Of course, if all the conduct “regarding [the] violations took place outside the United States,” then courts do “not need to determine … the statute’s ‘focus’” at all. … In that circumstance, there would be no domestic conduct that could be relevant to any focus, so the focus test has no filtering role to play. [2] 

At this point, the Court became divided and had difficulty reconciling Steele v. Bulova Watch Co., [3] where the Court previously found liability for foreign conduct that caused consumer confusion in the United States. In a concurring opinion of four justices, Justice Sotomayor wrote that “Steele focused on the impact of the defendant’s foreign conduct on the consumer market in the United States … not the location of the original sale of the infringing product or the location of the trademark owner’s business.” Therefore, “uses of a mark in commerce are actionable [under the Lanham Act] when they cause a likelihood of consumer confusion in the United States, even when the conduct originates abroad.”
    
In a separate concurring opinion, Justice Jackson similarly wrote that “a ‘use in commerce’ does not cease at the place the mark is first affixed, or where the item to which it is affixed is first sold. Rather, it can occur wherever the mark serves its source-identifying function.” Therefore, liability for foreign conduct exists once foreign goods or services enter “use in commerce” in the United States—e.g., where an unrelated third party introduces foreign goods into the ordinary course of trade in the United States.  Justice Jackson also suggested that the Lanham Act may apply even if foreign goods are not physically present in the United States—e.g., a trademark on an Internet website available in the United States may “serv[e] its critical source-identifying function in domestic commerce even absent the domestic physical presence of the items whose source it identifies.”
    
In view of Justice Sotomayor and Justice Jackson’s concurring opinions, a majority of the Court appears to agree that the Lanham Act can apply to foreign conduct where the infringing goods subsequently enter the United States. Justice Jackson’s concurrence did not go so far as Justice Sotomayor’s, to find liability based solely on the likelihood of consumer confusion in the United States, regardless of the origin of conduct. However, Justice Jackson’s concurring opinion indicates that a majority of the Court may apply the Lanham Act in certain circumstances where the infringing goods are not physically present in the United States.

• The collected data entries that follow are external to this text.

//! Qualifiers: parsed, replayable path expressions.
//!
//! A qualifier turns a delimited path such as `"a.b.0.c"` into an ordered
//! sequence of unescaped segments, handed out one at a time through a cursor.
//! Two forms share the [`Qualifier`] interface:
//!
//! - [`CompiledQualifier`] parses the whole path up front. Construction costs
//!   more, every traversal after that is cheap. Use it for paths that are
//!   reused many times.
//! - [`LazyQualifier`] keeps the original string and scans for the next
//!   segment on demand. Construction is free, each traversal pays for the
//!   scan. Use it for one-off paths.
//!
//! Both forms produce identical segments for identical input.
//!
//! # Syntax
//!
//! - The delimiter (default `.`) splits segments, empty segments included.
//! - `\` escapes the next character: `\.` is a literal delimiter and `\\` a
//!   literal backslash. Any other escaped character stands for itself.
//! - An empty path is a single empty segment.
//!
//! ```
//! use pathwise::{CompiledQualifier, Qualifier};
//!
//! let mut qual = CompiledQualifier::new(r"a\.b.c\.c\\.d")?;
//! assert_eq!(qual.segments().collect::<Vec<_>>(), vec!["a.b", r"c.c\", "d"]);
//!
//! assert_eq!(qual.next_segment().map(|(s, more)| (s.into_owned(), more)), Some(("a.b".to_string(), true)));
//! qual.reset();
//! assert_eq!(qual.to_string(), r"a\.b.c\.c\\.d");
//! # Ok::<(), pathwise::QualifierError>(())
//! ```

use std::{borrow::Cow, fmt};

use thiserror::Error;

use crate::constants::{ESCAPE, MAX_SEGMENTS};

pub mod compiled;
pub mod lazy;

pub use compiled::CompiledQualifier;
pub use lazy::LazyQualifier;

/// Errors raised while constructing a qualifier.
///
/// These are configuration errors: they surface when the qualifier is built,
/// never later during a traversal.
#[non_exhaustive]
#[derive(Debug, Error, Clone, PartialEq, Eq)]
pub enum QualifierError {
    /// The delimiter collides with the escape character.
    #[error("Invalid delimiter {delimiter:?}: it is reserved as the escape character")]
    InvalidDelimiter { delimiter: char },

    /// The compiled form cannot hold this many segments.
    #[error("Qualifier has {count} segments, the compiled form holds at most {max}")]
    TooManySegments { count: usize, max: usize },
}

impl QualifierError {
    /// Check if this error is caused by the chosen delimiter
    pub fn is_delimiter_error(&self) -> bool {
        matches!(self, QualifierError::InvalidDelimiter { .. })
    }

    /// Check if this error is caused by the segment ceiling
    pub fn is_too_long(&self) -> bool {
        matches!(self, QualifierError::TooManySegments { .. })
    }
}

// Conversion from QualifierError to the main Error type
impl From<QualifierError> for crate::Error {
    fn from(err: QualifierError) -> Self {
        crate::Error::Qualifier(err)
    }
}

/// A cursor over the segments of a path.
///
/// `next_segment` hands out segments in order together with a flag telling
/// whether another segment follows. Once the cursor is exhausted it returns
/// `None` until [`reset`](Qualifier::reset) rewinds it.
///
/// Cursors are not meant to be shared between traversals running at the same
/// time. [`copy`](Qualifier::copy) returns an independent cursor over the same
/// parsed data instead.
pub trait Qualifier: fmt::Display {
    /// Advances the cursor, returning the segment and whether more follow.
    fn next_segment(&mut self) -> Option<(Cow<'_, str>, bool)>;

    /// Rewinds the cursor to the first segment.
    fn reset(&mut self);

    /// Returns an independent cursor positioned at the first segment.
    fn copy(&self) -> Self
    where
        Self: Sized;

    /// Like [`copy`](Qualifier::copy), for qualifiers behind a trait object.
    fn boxed_copy(&self) -> Box<dyn Qualifier + '_>;

    /// The delimiter this qualifier was parsed with.
    fn delimiter(&self) -> char;

    /// Reads every segment from the start and leaves the cursor reset.
    fn to_segments(&mut self) -> Vec<String> {
        self.reset();
        let mut segments = Vec::new();
        while let Some((segment, _)) = self.next_segment() {
            segments.push(segment.into_owned());
        }
        self.reset();
        segments
    }
}

/// Rejects delimiters that cannot be told apart from the escape character.
pub(crate) fn check_delimiter(delimiter: char) -> Result<(), QualifierError> {
    if delimiter == ESCAPE {
        tracing::debug!(?delimiter, "rejecting qualifier delimiter");
        return Err(QualifierError::InvalidDelimiter { delimiter });
    }
    Ok(())
}

/// Scans one segment from the start of `input`.
///
/// Returns the unescaped segment and, if the segment was closed by an
/// unescaped delimiter, the byte offset just past that delimiter. Segments
/// without escapes borrow from `input`. A dangling escape at the very end is
/// dropped.
pub(crate) fn scan_segment(input: &str, delimiter: char) -> (Cow<'_, str>, Option<usize>) {
    let mut unescaped: Option<String> = None;
    let mut escape_pending = false;

    for (i, c) in input.char_indices() {
        if escape_pending {
            escape_pending = false;
            if let Some(buf) = unescaped.as_mut() {
                buf.push(c);
            }
            continue;
        }
        if c == ESCAPE {
            escape_pending = true;
            unescaped.get_or_insert_with(|| input[..i].to_string());
            continue;
        }
        if c == delimiter {
            let segment = match unescaped {
                Some(buf) => Cow::Owned(buf),
                None => Cow::Borrowed(&input[..i]),
            };
            return (segment, Some(i + c.len_utf8()));
        }
        if let Some(buf) = unescaped.as_mut() {
            buf.push(c);
        }
    }

    let segment = match unescaped {
        Some(buf) => Cow::Owned(buf),
        None => Cow::Borrowed(input),
    };
    (segment, None)
}

/// Splits a whole path into unescaped segments.
pub(crate) fn split_segments(path: &str, delimiter: char) -> Vec<String> {
    let mut segments = Vec::with_capacity(path.matches(delimiter).count() + 1);
    let mut rest = path;
    loop {
        let (segment, next) = scan_segment(rest, delimiter);
        segments.push(segment.into_owned());
        match next {
            Some(offset) => rest = &rest[offset..],
            None => return segments,
        }
    }
}

/// Escapes a single segment so it survives a round trip through the parser.
///
/// ```
/// # use pathwise::qualifier::escape_segment;
/// assert_eq!(escape_segment("a.b", '.'), r"a\.b");
/// assert_eq!(escape_segment(r"c\", '.'), r"c\\");
/// assert_eq!(escape_segment("plain", '.'), "plain");
/// ```
pub fn escape_segment(segment: &str, delimiter: char) -> Cow<'_, str> {
    if !segment.contains([delimiter, ESCAPE]) {
        return Cow::Borrowed(segment);
    }
    let mut escaped = String::with_capacity(segment.len() + 4);
    for c in segment.chars() {
        if c == delimiter || c == ESCAPE {
            escaped.push(ESCAPE);
        }
        escaped.push(c);
    }
    Cow::Owned(escaped)
}

/// Writes segments joined by `delimiter`, escaping each one.
pub(crate) fn write_escaped<'s>(
    f: &mut fmt::Formatter<'_>,
    segments: impl IntoIterator<Item = &'s str>,
    delimiter: char,
) -> fmt::Result {
    for (i, segment) in segments.into_iter().enumerate() {
        if i > 0 {
            write!(f, "{delimiter}")?;
        }
        write!(f, "{}", escape_segment(segment, delimiter))?;
    }
    Ok(())
}

/// Checks the number of parsed segments against the compiled ceiling.
pub(crate) fn check_len(count: usize) -> Result<(), QualifierError> {
    if count > MAX_SEGMENTS {
        tracing::debug!(count, max = MAX_SEGMENTS, "qualifier exceeds segment ceiling");
        return Err(QualifierError::TooManySegments {
            count,
            max: MAX_SEGMENTS,
        });
    }
    Ok(())
}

[1] Abitron Austria GmbH v. Hetronic Int’l, Inc., No. 21-1043 (June 29, 2023).
[2] Quoting RJR Nabisco, Inc. v. European Community, 579 U.S. 325, 337 (2016) (citation omitted).
[3] Steele v. Bulova Watch Co., 344 U.S. 280 (1952).

This publication is intended for general information purposes only and does not and is not intended to constitute legal advice. The reader should consult with legal counsel to determine how laws or decisions discussed herein apply to the reader's specific circumstances.